▶ _Activity_:
In the data below, find the line that contains "sched::kernel_sleep(30);" and the line that contains "let a = sched::kthread_create(mutex_worker, 50).unwrap();". Copy both, plus every line between them, exactly.

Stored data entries
——————

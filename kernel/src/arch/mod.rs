//! Architecture abstraction layer.
//!
//! Everything the portable kernel needs from the CPU is funneled through the
//! free functions here: interrupt gating, TLB maintenance, the context
//! switch, and the timer tick source. Each is an intrinsic-like touchpoint;
//! the portable code never emits assembly itself.

#[cfg(all(target_arch = "x86_64", target_os = "none"))]
pub mod x86_64;

#[cfg(all(target_arch = "riscv64", target_os = "none"))]
pub mod riscv64;

pub mod timer;

#[cfg(all(target_arch = "x86_64", target_os = "none"))]
use self::x86_64 as imp;

#[cfg(all(target_arch = "riscv64", target_os = "none"))]
use self::riscv64 as imp;

#[cfg(not(target_os = "none"))]
mod host;
#[cfg(not(target_os = "none"))]
use self::host as imp;

pub use imp::{Context, IrqFlags};

/// Halt the CPU until the next interrupt.
#[inline]
pub fn halt() {
    imp::halt();
}

/// Enable external interrupts.
#[inline]
pub fn enable_interrupts() {
    imp::enable_interrupts();
}

/// Disable external interrupts.
#[inline]
pub fn disable_interrupts() {
    imp::disable_interrupts();
}

/// Whether external interrupts are currently enabled.
#[inline]
pub fn are_interrupts_enabled() -> bool {
    imp::are_interrupts_enabled()
}

/// Disable interrupts and return the previous state for [`irq_restore`].
#[inline]
pub fn irq_save() -> IrqFlags {
    imp::irq_save()
}

/// Restore the interrupt state saved by [`irq_save`].
#[inline]
pub fn irq_restore(flags: IrqFlags) {
    imp::irq_restore(flags);
}

/// Invalidate the TLB entry covering `vaddr`.
#[inline]
pub fn tlb_flush(vaddr: u64) {
    imp::tlb_flush(vaddr);
}

/// Invalidate the whole TLB (address-space switch).
#[inline]
pub fn tlb_flush_all() {
    imp::tlb_flush_all();
}

/// Swap kernel contexts: save into `old`, resume `new`.
///
/// # Safety
///
/// Both pointers must reference valid [`Context`] storage; `new` must have
/// been initialized by a previous switch or by `Context::new_kthread`.
#[inline]
pub unsafe fn context_switch(old: *mut Context, new: *const Context) {
    // SAFETY: forwarded contract.
    unsafe { imp::context_switch(old, new) }
}

// ---------------------------------------------------------------------------
// Saved user-mode register frame
// ---------------------------------------------------------------------------

/// Portable view of the register frame saved on kernel entry from user mode.
///
/// The arch trap stubs translate their native layout into this shape, so the
/// process layer (fork's return-value split, signal frames, exec) stays
/// architecture-free.
#[derive(Debug, Clone, Copy, Default, PartialEq, Eq)]
pub struct UserRegs {
    /// Program counter to resume at.
    pub pc: u64,
    /// User stack pointer.
    pub sp: u64,
    /// Syscall return-value register (rax / a0).
    pub ret: u64,
    /// First three argument registers, kept for syscall restart.
    pub args: [u64; 3],
    /// Arch flags word (rflags / sstatus bits relevant to user mode).
    pub flags: u64,
}

impl UserRegs {
    /// Set the value the user code observes as the syscall result.
    #[inline]
    pub fn set_syscall_ret(&mut self, val: u64) {
        self.ret = val;
    }
}

/// Drop to user mode with the given register frame. Never returns.
pub fn enter_user_mode(regs: &UserRegs) -> ! {
    imp::enter_user_mode(regs)
}
//! RISC-V (S-mode) support: interrupt gating via sstatus, SBI services,
//! context switch.

pub mod context;
pub mod sbi;

pub use context::{context_switch, Context};

use riscv::register::sstatus;

/// Saved SIE state.
#[derive(Debug, Clone, Copy)]
pub struct IrqFlags(pub bool);

#[inline]
pub fn halt() {
    riscv::asm::wfi();
}

#[inline]
pub fn enable_interrupts() {
    // SAFETY: flipping sstatus.SIE in S-mode.
    unsafe { sstatus::set_sie() };
}

#[inline]
pub fn disable_interrupts() {
    // SAFETY: flipping sstatus.SIE in S-mode.
    unsafe { sstatus::clear_sie() };
}

#[inline]
pub fn are_interrupts_enabled() -> bool {
    sstatus::read().sie()
}

#[inline]
pub fn irq_save() -> IrqFlags {
    let was = are_interrupts_enabled();
    disable_interrupts();
    IrqFlags(was)
}

#[inline]
pub fn irq_restore(flags: IrqFlags) {
    if flags.0 {
        enable_interrupts();
    }
}

#[inline]
pub fn tlb_flush(vaddr: u64) {
    // SAFETY: sfence.vma with an address argument invalidates that entry.
    unsafe {
        core::arch::asm!("sfence.vma {}, zero", in(reg) vaddr);
    }
}

#[inline]
pub fn tlb_flush_all() {
    // SAFETY: bare sfence.vma invalidates all entries.
    unsafe {
        core::arch::asm!("sfence.vma zero, zero");
    }
}

/// SRET into user mode with the given frame.
pub fn enter_user_mode(regs: &super::UserRegs) -> ! {
    use riscv::register::{sepc, sstatus};

    // SAFETY: sets previous-privilege to U, previous-IE on, then sret.
    unsafe {
        sstatus::set_spp(sstatus::SPP::User);
        sstatus::set_spie();
        sepc::write(regs.pc as usize);
        core::arch::asm!(
            "mv sp, {sp}",
            "mv a0, {a0}",
            "mv a1, {a1}",
            "mv a2, {a2}",
            "sret",
            sp = in(reg) regs.sp,
            a0 = in(reg) regs.args[0],
            a1 = in(reg) regs.args[1],
            a2 = in(reg) regs.args[2],
            options(noreturn),
        );
    }
}
//! Kernel binary entry points.

#![cfg_attr(target_os = "none", no_std)]
#![cfg_attr(target_os = "none", no_main)]

#[cfg(target_os = "none")]
extern crate alloc;

#[cfg(target_os = "none")]
mod kernel_bin {
    use cinder_kernel::boot::{BootInfo, BootMemRegion};
    use cinder_kernel::mm::regions::MemRegionKind;
    use cinder_kernel::{bootstrap, sched};

    #[cfg(target_arch = "x86_64")]
    mod x86_64_entry {
        use super::*;
        use bootloader_api::config::{BootloaderConfig, Mapping};
        use bootloader_api::info::MemoryRegionKind;

        pub static BOOTLOADER_CONFIG: BootloaderConfig = {
            let mut config = BootloaderConfig::new_default();
            config.mappings.physical_memory = Some(Mapping::FixedAddress(
                cinder_kernel::config::KERNEL_BASE_VA,
            ));
            config
        };

        bootloader_api::entry_point!(kernel_entry, config = &BOOTLOADER_CONFIG);

        const MAX_BOOT_REGIONS: usize = 64;

        fn kernel_entry(info: &'static mut bootloader_api::BootInfo) -> ! {
            cinder_kernel::init_global_allocator();

            // Translate the loader's map into the portable shape.
            let mut map = [BootMemRegion {
                addr: 0,
                len: 0,
                kind: MemRegionKind::Reserved,
            }; MAX_BOOT_REGIONS];
            let mut n = 0;

            for r in info.memory_regions.iter() {
                if n == MAX_BOOT_REGIONS {
                    break;
                }
                map[n] = BootMemRegion {
                    addr: r.start,
                    len: r.end - r.start,
                    kind: match r.kind {
                        MemoryRegionKind::Usable => MemRegionKind::Available,
                        MemoryRegionKind::Bootloader => MemRegionKind::Bootloader,
                        _ => MemRegionKind::Reserved,
                    },
                };
                n += 1;
            }

            let boot_info = BootInfo {
                mem_map: &map[..n],
                cmdline: "",
                framebuffer: None,
                initrd: None,
                efi_runtime_services: 0,
            };

            cinder_kernel::arch::x86_64::gdt::init();
            cinder_kernel::arch::x86_64::idt::init();
            cinder_kernel::arch::x86_64::pic::init();
            // The MMU shadow must be watching before the first kernel
            // stack is mapped.
            cinder_kernel::arch::x86_64::mmu::init();

            bootstrap::init_core(&boot_info).expect("core init failed");

            // Timer on, preemption on, and the boot context becomes the
            // kernel main task.
            cinder_kernel::arch::x86_64::pit::init();
            cinder_kernel::arch::x86_64::pic::unmask(0);
            cinder_kernel::arch::enable_interrupts();
            sched::enable_preemption();

            super::kernel_main();
        }
    }

    #[cfg(target_arch = "riscv64")]
    mod riscv64_entry {
        use super::*;

        /// QEMU virt machine: 128 MiB of RAM at 0x8000_0000. Firmware
        /// hands over in S-mode with paging prepared by the loader stage.
        #[no_mangle]
        pub extern "C" fn _start() -> ! {
            cinder_kernel::init_global_allocator();

            let map = [
                BootMemRegion {
                    addr: 0x8000_0000,
                    len: 128 * 1024 * 1024,
                    kind: MemRegionKind::Available,
                },
                BootMemRegion {
                    addr: 0x8000_0000,
                    len: 2 * 1024 * 1024,
                    kind: MemRegionKind::Kernel,
                },
            ];

            let boot_info = BootInfo {
                mem_map: &map,
                cmdline: "",
                framebuffer: None,
                initrd: None,
                efi_runtime_services: 0,
            };

            bootstrap::init_core(&boot_info).expect("core init failed");
            sched::enable_preemption();
            super::kernel_main();
        }
    }

    /// The kernel main task: from here on everything interesting happens
    /// in kernel threads and user processes.
    pub fn kernel_main() -> ! {
        log::info!("CinderOS kernel up; entering idle loop");

        loop {
            cinder_kernel::arch::halt();
            if sched::need_resched() {
                sched::schedule();
            }
        }
    }

    #[panic_handler]
    fn panic(info: &core::panic::PanicInfo) -> ! {
        cinder_kernel::arch::disable_interrupts();
        cinder_kernel::kprintln!("\n*** KERNEL PANIC ***\n{}\n", info);

        if cinder_kernel::config::panic_dump_regs() {
            let tid = sched::current_tid();
            sched::with_task(tid, |t| {
                if let Some(regs) = t.user_regs {
                    cinder_kernel::kprintln!("task {}: {:#x?}", tid, regs);
                }
            });
        }

        loop {
            cinder_kernel::arch::halt();
        }
    }
}

#[cfg(not(target_os = "none"))]
fn main() {
    // The kernel only runs on bare metal; the host build exists for the
    // unit-test harness in the library crate.
}
//! Scheduler and synchronization tests (QEMU only): the blocking paths
//! that need real context switches and a live timer.

#![cfg_attr(target_os = "none", no_std)]
#![cfg_attr(target_os = "none", no_main)]

#[cfg(target_os = "none")]
mod qemu {
    extern crate alloc;

    use core::sync::atomic::{AtomicBool, AtomicU64, Ordering};

    use cinder_kernel::sched;
    use cinder_kernel::sync::{KCond, KMutex, RwLockWp};
    use cinder_kernel::test_framework::{exit_qemu, QemuExitCode};
    use cinder_kernel::{kernel_assert, kernel_assert_eq, serial_println};
    use lazy_static::lazy_static;

    #[path = "common/mod.rs"]
    mod common;

    #[no_mangle]
    pub extern "C" fn _start() -> ! {
        common::init_test_env("scheduler tests");

        run(test_round_robin_fairness, "round_robin_fairness");
        run(test_mutex_contention, "mutex_contention");
        run(test_kcond_signal_and_timeout, "kcond_signal_and_timeout");
        run(test_rwlock_wp, "rwlock_wp");
        run(test_kernel_sleep_duration, "kernel_sleep_duration");
        run(test_kthread_join, "kthread_join");

        serial_println!("\nAll tests passed");
        exit_qemu(QemuExitCode::Success)
    }

    fn run(test: fn(), name: &str) {
        serial_println!("{}...", name);
        test();
        serial_println!("{}... [ok]", name);
    }

    #[panic_handler]
    fn panic(info: &core::panic::PanicInfo) -> ! {
        cinder_kernel::test_framework::test_panic_handler(info)
    }

    // ===== Fairness (S5) =====

    static SPIN_COUNTS: [AtomicU64; 3] =
        [AtomicU64::new(0), AtomicU64::new(0), AtomicU64::new(0)];
    static SPIN_STOP: AtomicBool = AtomicBool::new(false);

    extern "C" fn spinner(idx: usize) -> ! {
        while !SPIN_STOP.load(Ordering::Relaxed) {
            SPIN_COUNTS[idx].fetch_add(1, Ordering::Relaxed);
        }
        sched::kthread_exit(0);
    }

    fn test_round_robin_fairness() {
        let mut tids = [0u32; 3];
        for (i, tid) in tids.iter_mut().enumerate() {
            *tid = sched::kthread_create(spinner, i).expect("spawn spinner");
        }

        // Three CPU-bound threads fighting over ~10 timeslices.
        sched::kernel_sleep(30);
        SPIN_STOP.store(true, Ordering::Relaxed);

        for (i, &tid) in tids.iter().enumerate() {
            let ticks = sched::with_task(tid, |t| t.total_ticks).unwrap_or(0);
            serial_println!("  spinner {} (tid {}): {} ticks", i, tid, ticks);
            kernel_assert!(ticks >= 2, "spinner {} starved ({} ticks)", i, ticks);
            kernel_assert!(SPIN_COUNTS[i].load(Ordering::Relaxed) > 0);
        }

        for tid in tids {
            kernel_assert_eq!(sched::kthread_join(tid).expect("join"), 0);
        }
    }

    // ===== Contended mutex =====

    lazy_static! {
        static ref SHARED_MUTEX: KMutex = KMutex::new(false);
    }
    static SHARED_VALUE: AtomicU64 = AtomicU64::new(0);

    extern "C" fn mutex_worker(rounds: usize) -> ! {
        for _ in 0..rounds {
            SHARED_MUTEX.lock();
            // Non-atomic read-modify-write under the lock; a switch in
            // between corrupts the count without mutual exclusion.
            let v = SHARED_VALUE.load(Ordering::Relaxed);
            sched::kernel_yield();
            SHARED_VALUE.store(v + 1, Ordering::Relaxed);
            SHARED_MUTEX.unlock();
        }
        sched::kthread_exit(0);
    }

    fn test_mutex_contention() {
        SHARED_VALUE.store(0, Ordering::Relaxed);
        let a = sched::kthread_create(mutex_worker, 50).unwrap();
        let b = sched::kthread_create(mutex_worker, 50).unwrap();
        sched::kthread_join(a).unwrap();
        sched::kthread_join(b).unwrap();
        kernel_assert_eq!(SHARED_VALUE.load(Ordering::Relaxed), 100);
    }

    // ===== Condvar: signal vs timeout =====

    lazy_static! {
        static ref COND_MUTEX: KMutex = KMutex::new(false);
        static ref COND: KCond = KCond::new();
    }

    extern "C" fn signaler(_arg: usize) -> ! {
        sched::kernel_sleep(3);
        COND.signal_one();
        sched::kthread_exit(0);
    }

    fn test_kcond_signal_and_timeout() {
        // Timeout path: nobody signals, the wait reports it.
        COND_MUTEX.lock();
        let signalled = COND.wait(Some(&COND_MUTEX), 5);
        kernel_assert!(!signalled, "wait must time out");

        // Signal path: a helper fires after 3 ticks, well inside the
        // 100-tick timeout; the timer must be cancelled by the signal.
        let helper = sched::kthread_create(signaler, 0).unwrap();
        let signalled = COND.wait(Some(&COND_MUTEX), 100);
        kernel_assert!(signalled, "wait must be signalled");
        COND_MUTEX.unlock();
        sched::kthread_join(helper).unwrap();
    }

    // ===== Writer-preferring rwlock (S6) =====

    lazy_static! {
        static ref RW: RwLockWp = RwLockWp::new(false);
    }
    static READERS_DONE: AtomicU64 = AtomicU64::new(0);
    static WRITERS_DONE: AtomicU64 = AtomicU64::new(0);
    static WRITERS_RUNNING: AtomicU64 = AtomicU64::new(0);

    extern "C" fn rw_reader(_arg: usize) -> ! {
        for _ in 0..10 {
            RW.shlock();
            kernel_assert_eq!(WRITERS_RUNNING.load(Ordering::Relaxed), 0);
            sched::kernel_yield();
            RW.shunlock();
        }
        READERS_DONE.fetch_add(1, Ordering::Relaxed);
        sched::kthread_exit(0);
    }

    extern "C" fn rw_writer(_arg: usize) -> ! {
        for _ in 0..10 {
            RW.exlock();
            kernel_assert_eq!(WRITERS_RUNNING.fetch_add(1, Ordering::Relaxed), 0);
            sched::kernel_yield();
            WRITERS_RUNNING.fetch_sub(1, Ordering::Relaxed);
            RW.exunlock();
        }
        WRITERS_DONE.fetch_add(1, Ordering::Relaxed);
        sched::kthread_exit(0);
    }

    fn test_rwlock_wp() {
        let mut tids = alloc::vec::Vec::new();
        for _ in 0..10 {
            tids.push(sched::kthread_create(rw_reader, 0).unwrap());
            tids.push(sched::kthread_create(rw_writer, 0).unwrap());
        }
        for tid in tids {
            sched::kthread_join(tid).unwrap();
        }
        kernel_assert_eq!(READERS_DONE.load(Ordering::Relaxed), 10);
        kernel_assert_eq!(WRITERS_DONE.load(Ordering::Relaxed), 10);
        kernel_assert_eq!(WRITERS_RUNNING.load(Ordering::Relaxed), 0);
        kernel_assert!(!RW.has_writer());
    }

    // ===== Sleep accuracy =====

    fn test_kernel_sleep_duration() {
        let t0 = cinder_kernel::arch::timer::get_ticks();
        sched::kernel_sleep(10);
        let t1 = cinder_kernel::arch::timer::get_ticks();
        kernel_assert!(t1 - t0 >= 10, "slept only {} ticks", t1 - t0);
    }

    // ===== kthread join and reap =====

    extern "C" fn short_lived(code: usize) -> ! {
        sched::kernel_sleep(1);
        sched::kthread_exit(code as i32);
    }

    fn test_kthread_join() {
        let tid = sched::kthread_create(short_lived, 42).unwrap();
        kernel_assert_eq!(sched::kthread_join(tid).unwrap(), 42);
        // Reaped: no longer reachable in the task set.
        kernel_assert!(sched::get_task_state(tid).is_none());
    }
}

#[cfg(not(target_os = "none"))]
fn main() {}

——————

▶ _Solution for this exercise_:
        sched::kernel_sleep(30);
        SPIN_STOP.store(true, Ordering::Relaxed);

        for (i, &tid) in tids.iter().enumerate() {
            let ticks = sched::with_task(tid, |t| t.total_ticks).unwrap_or(0);
            serial_println!("  spinner {} (tid {}): {} ticks", i, tid, ticks);
            kernel_assert!(ticks >= 2, "spinner {} starved ({} ticks)", i, ticks);
            kernel_assert!(SPIN_COUNTS[i].load(Ordering::Relaxed) > 0);
        }

        for tid in tids {
            kernel_assert_eq!(sched::kthread_join(tid).expect("join"), 0);
        }
    }

    // ===== Contended mutex =====

    lazy_static! {
        static ref SHARED_MUTEX: KMutex = KMutex::new(false);
    }
    static SHARED_VALUE: AtomicU64 = AtomicU64::new(0);

    extern "C" fn mutex_worker(rounds: usize) -> ! {
        for _ in 0..rounds {
            SHARED_MUTEX.lock();
            // Non-atomic read-modify-write under the lock; a switch in
            // between corrupts the count without mutual exclusion.
            let v = SHARED_VALUE.load(Ordering::Relaxed);
            sched::kernel_yield();
            SHARED_VALUE.store(v + 1, Ordering::Relaxed);
            SHARED_MUTEX.unlock();
        }
        sched::kthread_exit(0);
    }

    fn test_mutex_contention() {
        SHARED_VALUE.store(0, Ordering::Relaxed);
        let a = sched::kthread_create(mutex_worker, 50).unwrap();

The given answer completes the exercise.